# To do:
Would you repeat every line of the data exactly?

-------- Information --------

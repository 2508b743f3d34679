//! Configuration for final-account-service.

use account_core::config as core_config;
use account_core::error::AppError;
use std::env;

#[derive(Debug, Clone)]
pub struct FinalAccountConfig {
    pub common: core_config::Config,
    pub service_name: String,
    pub service_version: String,
    pub log_level: String,
    pub otlp_endpoint: Option<String>,
    pub database: DatabaseConfig,
}

#[derive(Debug, Clone)]
pub struct DatabaseConfig {
    pub url: String,
    pub max_connections: u32,
    pub min_connections: u32,
}

impl FinalAccountConfig {
    pub fn from_env() -> Result<Self, AppError> {
        let common = core_config::Config::load()?;

        let config = FinalAccountConfig {
            common,
            service_name: get_env("SERVICE_NAME", Some("final-account-service"))?,
            service_version: get_env("SERVICE_VERSION", Some(env!("CARGO_PKG_VERSION")))?,
            log_level: get_env("LOG_LEVEL", Some("info"))?,
            otlp_endpoint: env::var("OTLP_ENDPOINT").ok(),
            database: DatabaseConfig {
                url: get_env("DATABASE_URL", None)?,
                max_connections: get_env("DB_MAX_CONNECTIONS", Some("10"))?
                    .parse()
                    .map_err(|e| {
                        AppError::ConfigError(anyhow::anyhow!("Invalid DB_MAX_CONNECTIONS: {}", e))
                    })?,
                min_connections: get_env("DB_MIN_CONNECTIONS", Some("1"))?
                    .parse()
                    .map_err(|e| {
                        AppError::ConfigError(anyhow::anyhow!("Invalid DB_MIN_CONNECTIONS: {}", e))
                    })?,
            },
        };

        Ok(config)
    }
}

fn get_env(key: &str, default: Option<&str>) -> Result<String, AppError> {
    match env::var(key) {
        Ok(val) => Ok(val),
        Err(_) => match default {
            Some(def) => Ok(def.to_string()),
            None => Err(AppError::ConfigError(anyhow::anyhow!(format!(
                "{} is required but not set",
                key
            )))),
        },
    }
}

--------

# Answer for this exercise:
repository 2508b743f3d34679
//! Configuration for final-account-service.

use account_core::config as core_config;
use account_core::error::AppError;
use std::env;

#[derive(Debug, Clone)]
pub struct FinalAccountConfig {
    pub common: core_config::Config,
    pub service_name: String,
    pub service_version: String,
    pub log_level: String,
    pub otlp_endpoint: Option<String>,
    pub database: DatabaseConfig,
}

#[derive(Debug, Clone)]
pub struct DatabaseConfig {
    pub url: String,
    pub max_connections: u32,
    pub min_connections: u32,
}

impl FinalAccountConfig {
    pub fn from_env() -> Result<Self, AppError> {
        let common = core_config::Config::load()?;

        let config = FinalAccountConfig {
            common,
            service_name: get_env("SERVICE_NAME", Some("final-account-service"))?,
            service_version: get_env("SERVICE_VERSION", Some(env!("CARGO_PKG_VERSION")))?,
            log_level: get_env("LOG_LEVEL", Some("info"))?,
            otlp_endpoint: env::var("OTLP_ENDPOINT").ok(),
            database: DatabaseConfig {
                url: get_env("DATABASE_URL", None)?,
                max_connections: get_env("DB_MAX_CONNECTIONS", Some("10"))?
                    .parse()
                    .map_err(|e| {
                        AppError::ConfigError(anyhow::anyhow!("Invalid DB_MAX_CONNECTIONS: {}", e))
                    })?,
                min_connections: get_env("DB_MIN_CONNECTIONS", Some("1"))?
                    .parse()
                    .map_err(|e| {
                        AppError::ConfigError(anyhow::anyhow!("Invalid DB_MIN_CONNECTIONS: {}", e))
                    })?,
            },
        };

        Ok(config)
    }
}

fn get_env(key: &str, default: Option<&str>) -> Result<String, AppError> {
    match env::var(key) {
        Ok(val) => Ok(val),
        Err(_) => match default {
            Some(def) => Ok(def.to_string()),
            None => Err(AppError::ConfigError(anyhow::anyhow!(format!(
                "{} is required but not set",
                key
            )))),
        },
    }
}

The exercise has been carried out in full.